[PATCH net-next] selftests: ncdevmem: don't retry EFAULT

Stanislav Fomichev posted 1 patch 4 weeks ago
tools/testing/selftests/drivers/net/hw/ncdevmem.c | 4 ++++
1 file changed, 4 insertions(+)
[PATCH net-next] selftests: ncdevmem: don't retry EFAULT
Posted by Stanislav Fomichev 4 weeks ago
devmem test fails on NIPA. Most likely we get skb(s) with readable
frags (why?) but the failure manifests as an OOM. The OOM happens
because ncdevmem spams the following message:

  recvmsg ret=-1
  recvmsg: Bad address

As of today, ncdevmem can't deal with various reasons of EFAULT:
- falling back to regular recvmsg for non-devmem skbs
- increasing ctrl_data size (can't happen with ncdevmem's large buffer)

Exit (cleanly) with error when recvmsg returns EFAULT. This should at
least cause the test to cleanup its state.

Signed-off-by: Stanislav Fomichev <sdf@fomichev.me>
---
 tools/testing/selftests/drivers/net/hw/ncdevmem.c | 4 ++++
 1 file changed, 4 insertions(+)

diff --git a/tools/testing/selftests/drivers/net/hw/ncdevmem.c b/tools/testing/selftests/drivers/net/hw/ncdevmem.c
index 8dc9511d046f..c0a22938bed2 100644
--- a/tools/testing/selftests/drivers/net/hw/ncdevmem.c
+++ b/tools/testing/selftests/drivers/net/hw/ncdevmem.c
@@ -945,6 +945,10 @@ static int do_server(struct memory_buffer *mem)
 			continue;
 		if (ret < 0) {
 			perror("recvmsg");
+			if (errno == EFAULT) {
+				pr_err("received EFAULT, won't recover");
+				goto err_close_client;
+			}
 			continue;
 		}
 		if (ret == 0) {
-- 
2.51.0
Re: [PATCH net-next] selftests: ncdevmem: don't retry EFAULT
Posted by Mina Almasry 4 weeks ago
On Thu, Sep 4, 2025 at 11:27 AM Stanislav Fomichev <sdf@fomichev.me> wrote:
>
> devmem test fails on NIPA. Most likely we get skb(s) with readable
> frags (why?)

I would expect if we get readable frags that the frags land in the
host buffer we provide ncdevmem and we actually hit this error:

```
  1                 if (!is_devmem) {
  0                         pr_err("flow steering error");
  1                         goto err_close_client;
  2                 }
```

which as it says, should be root caused in a flow steering error.
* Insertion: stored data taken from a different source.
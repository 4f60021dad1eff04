//! Per-key memo with LRU eviction and TTL expiration.

use std::hash::Hash;
use std::num::NonZeroUsize;
use std::time::Duration;

use lru::LruCache;
use tokio::time::Instant;

/// A memoized value with its insertion time
struct CachedEntry<V> {
    value: V,
    created_at: Instant,
}

impl<V> CachedEntry<V> {
    fn is_expired(&self, ttl: Duration) -> bool {
        self.created_at.elapsed() > ttl
    }
}

pub(crate) struct KeyCache<K: Hash + Eq, V> {
    entries: LruCache<K, CachedEntry<V>>,
    ttl: Option<Duration>,
}

impl<K: Hash + Eq, V> KeyCache<K, V> {
    /// Create a cache holding at most `capacity` keys (unbounded if `None`)
    pub fn new(capacity: Option<usize>, ttl: Option<Duration>) -> Self {
        let entries = match capacity.and_then(|n| NonZeroUsize::new(n.max(1))) {
            Some(capacity) => LruCache::new(capacity),
            None => LruCache::unbounded(),
        };
        Self { entries, ttl }
    }

    /// Look up a live entry, dropping it if it has expired
    pub fn get(&mut self, key: &K) -> Option<&V> {
        let expired = match self.entries.get(key) {
            Some(entry) => self.ttl.is_some_and(|ttl| entry.is_expired(ttl)),
            None => return None,
        };

        if expired {
            self.entries.pop(key);
            return None;
        }
        self.entries.peek(key).map(|entry| &entry.value)
    }

    pub fn insert(&mut self, key: K, value: V) {
        self.entries.put(key, CachedEntry { value, created_at: Instant::now() });
    }

    pub fn remove(&mut self, key: &K) -> bool {
        self.entries.pop(key).is_some()
    }

    pub fn clear(&mut self) {
        self.entries.clear();
    }

    pub fn len(&self) -> usize {
        self.entries.len()
    }

    /// Remove expired entries (call periodically for cleanup)
    pub fn evict_expired(&mut self) -> usize
    where
        K: Clone,
    {
        let Some(ttl) = self.ttl else { return 0 };

        let expired: Vec<K> = self
            .entries
            .iter()
            .filter(|(_, entry)| entry.is_expired(ttl))
            .map(|(key, _)| key.clone())
            .collect();

        for key in &expired {
            self.entries.pop(key);
        }
        expired.len()
    }
}

#[cfg(test)]
mod tests {
    use super::*;

    #[test]
    fn test_insert_and_get() {
        let mut cache = KeyCache::new(None, None);
        cache.insert("a", 1);
        assert_eq!(cache.get(&"a"), Some(&1));
        assert_eq!(cache.get(&"b"), None);
    }

    #[test]
    fn test_lru_eviction() {
        let mut cache = KeyCache::new(Some(2), None);
        cache.insert("a", 1);
        cache.insert("b", 2);
        // Touch "a" so "b" becomes least recently used
        cache.get(&"a");
        cache.insert("c", 3);

        assert_eq!(cache.len(), 2);
        assert!(cache.get(&"b").is_none());
        assert!(cache.get(&"a").is_some());
    }

    #[test]
    fn test_insert_replaces_and_remove() {
        let mut cache = KeyCache::new(None, None);
        cache.insert("a", 1);
        cache.insert("a", 2);

        assert_eq!(cache.len(), 1);
        assert_eq!(cache.get(&"a"), Some(&2));
        assert!(cache.remove(&"a"));
        assert!(!cache.remove(&"a"));
    }

    #[tokio::test(start_paused = true)]
    async fn test_ttl_expiry() {
        let mut cache = KeyCache::new(None, Some(Duration::from_secs(10)));
        cache.insert("a", 1);
        cache.insert("b", 2);

        tokio::time::advance(Duration::from_secs(5)).await;
        assert_eq!(cache.get(&"a"), Some(&1));

        tokio::time::advance(Duration::from_secs(6)).await;
        assert!(cache.get(&"a").is_none());
        assert_eq!(cache.evict_expired(), 1);
        assert_eq!(cache.len(), 0);
    }
}
//! Waiting list ordered by priority, then arrival.

use std::cmp::Ordering;
use std::collections::BinaryHeap;

use futures::future::BoxFuture;
use tokio::task::AbortHandle;
use tokio::time::Instant;

use crate::error::CoordinationError;

/// A type-erased unit of work owned by the scheduler until it starts.
pub(crate) trait Job: Send {
    /// Run the work and settle its caller.
    fn run(self: Box<Self>) -> BoxFuture<'static, ()>;

    /// Settle the caller without running the work.
    fn reject(self: Box<Self>, err: CoordinationError);
}

/// A task waiting for a free slot
pub(crate) struct WaitingTask {
    pub priority: i32,
    pub sequence: u64,
    pub enqueued_at: Instant,
    pub job: Box<dyn Job>,
    pub watchdog: Option<AbortHandle>,
}

impl WaitingTask {
    pub fn cancel_watchdog(&mut self) {
        if let Some(watchdog) = self.watchdog.take() {
            watchdog.abort();
        }
    }
}

impl PartialEq for WaitingTask {
    fn eq(&self, other: &Self) -> bool {
        self.priority == other.priority && self.sequence == other.sequence
    }
}

impl Eq for WaitingTask {}

impl PartialOrd for WaitingTask {
    fn partial_cmp(&self, other: &Self) -> Option<Ordering> {
        Some(self.cmp(other))
    }
}

impl Ord for WaitingTask {
    fn cmp(&self, other: &Self) -> Ordering {
        // Higher priority first, then lower sequence (earlier arrival) first
        self.priority
            .cmp(&other.priority)
            .then_with(|| other.sequence.cmp(&self.sequence))
    }
}

/// Max-heap of waiting tasks keyed by `(priority desc, sequence asc)`
#[derive(Default)]
pub(crate) struct WaitingQueue {
    heap: BinaryHeap<WaitingTask>,
}

impl WaitingQueue {
    pub fn push(&mut self, task: WaitingTask) {
        self.heap.push(task);
    }

    pub fn pop(&mut self) -> Option<WaitingTask> {
        self.heap.pop()
    }

    /// Remove a specific task (watchdog expiry). Linear in queue length.
    pub fn remove(&mut self, sequence: u64) -> Option<WaitingTask> {
        let mut tasks = std::mem::take(&mut self.heap).into_vec();
        let removed = tasks
            .iter()
            .position(|task| task.sequence == sequence)
            .map(|index| tasks.swap_remove(index));
        self.heap = BinaryHeap::from(tasks);
        removed
    }

    /// Remove every task, highest priority first
    pub fn drain_ordered(&mut self) -> Vec<WaitingTask> {
        let mut tasks = Vec::with_capacity(self.heap.len());
        while let Some(task) = self.heap.pop() {
            tasks.push(task);
        }
        tasks
    }

    pub fn len(&self) -> usize {
        self.heap.len()
    }

    pub fn is_empty(&self) -> bool {
        self.heap.is_empty()
    }
}

#[cfg(test)]
mod tests {
    use futures::FutureExt;

    use super::*;

    struct Noop;

    impl Job for Noop {
        fn run(self: Box<Self>) -> BoxFuture<'static, ()> {
            async {}.boxed()
        }

        fn reject(self: Box<Self>, _err: CoordinationError) {}
    }

    fn task(priority: i32, sequence: u64) -> WaitingTask {
        WaitingTask {
            priority,
            sequence,
            enqueued_at: Instant::now(),
            job: Box::new(Noop),
            watchdog: None,
        }
    }

    fn order(queue: &mut WaitingQueue) -> Vec<u64> {
        queue.drain_ordered().into_iter().map(|t| t.sequence).collect()
    }

    #[test]
    fn test_priority_then_fifo() {
        let mut queue = WaitingQueue::default();
        queue.push(task(0, 0));
        queue.push(task(5, 1));
        queue.push(task(0, 2));
        queue.push(task(5, 3));
        queue.push(task(-1, 4));

        assert_eq!(order(&mut queue), vec![1, 3, 0, 2, 4]);
        assert!(queue.is_empty());
    }

    #[test]
    fn test_remove_by_sequence() {
        let mut queue = WaitingQueue::default();
        for seq in 0..4 {
            queue.push(task(1, seq));
        }

        assert_eq!(queue.remove(2).map(|t| t.sequence), Some(2));
        assert!(queue.remove(2).is_none());
        assert_eq!(queue.len(), 3);
        assert_eq!(order(&mut queue), vec![0, 1, 3]);
    }
}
I
don't know what would cause an EFAULT off the top of my head.

> but the failure manifests as an OOM. The OOM happens
> because ncdevmem spams the following message:
>
>   recvmsg ret=-1
>   recvmsg: Bad address
>
> As of today, ncdevmem can't deal with various reasons of EFAULT:
> - falling back to regular recvmsg for non-devmem skbs
> - increasing ctrl_data size (can't happen with ncdevmem's large buffer)
>
> Exit (cleanly) with error when recvmsg returns EFAULT. This should at
> least cause the test to cleanup its state.
>
> Signed-off-by: Stanislav Fomichev <sdf@fomichev.me>

Either way, change looks good to me.

Reviewed-by: Mina Almasry <almasrymina@google.com>

-- 
Thanks,
Mina
Re: [PATCH net-next] selftests: ncdevmem: don't retry EFAULT
Posted by Stanislav Fomichev 3 weeks, 6 days ago
On 09/04, Mina Almasry wrote:
> On Thu, Sep 4, 2025 at 11:27 AM Stanislav Fomichev <sdf@fomichev.me> wrote:
> >
> > devmem test fails on NIPA. Most likely we get skb(s) with readable
> > frags (why?)
> 
> I would expect if we get readable frags that the frags land in the
> host buffer we provide ncdevmem and we actually hit this error:
> 
> ```
>   1                 if (!is_devmem) {
>   0                         pr_err("flow steering error");
>   1                         goto err_close_client;
>   2                 }
> ```
> 
> which as it says, should be root caused in a flow steering error. I
> don't know what would cause an EFAULT off the top of my head.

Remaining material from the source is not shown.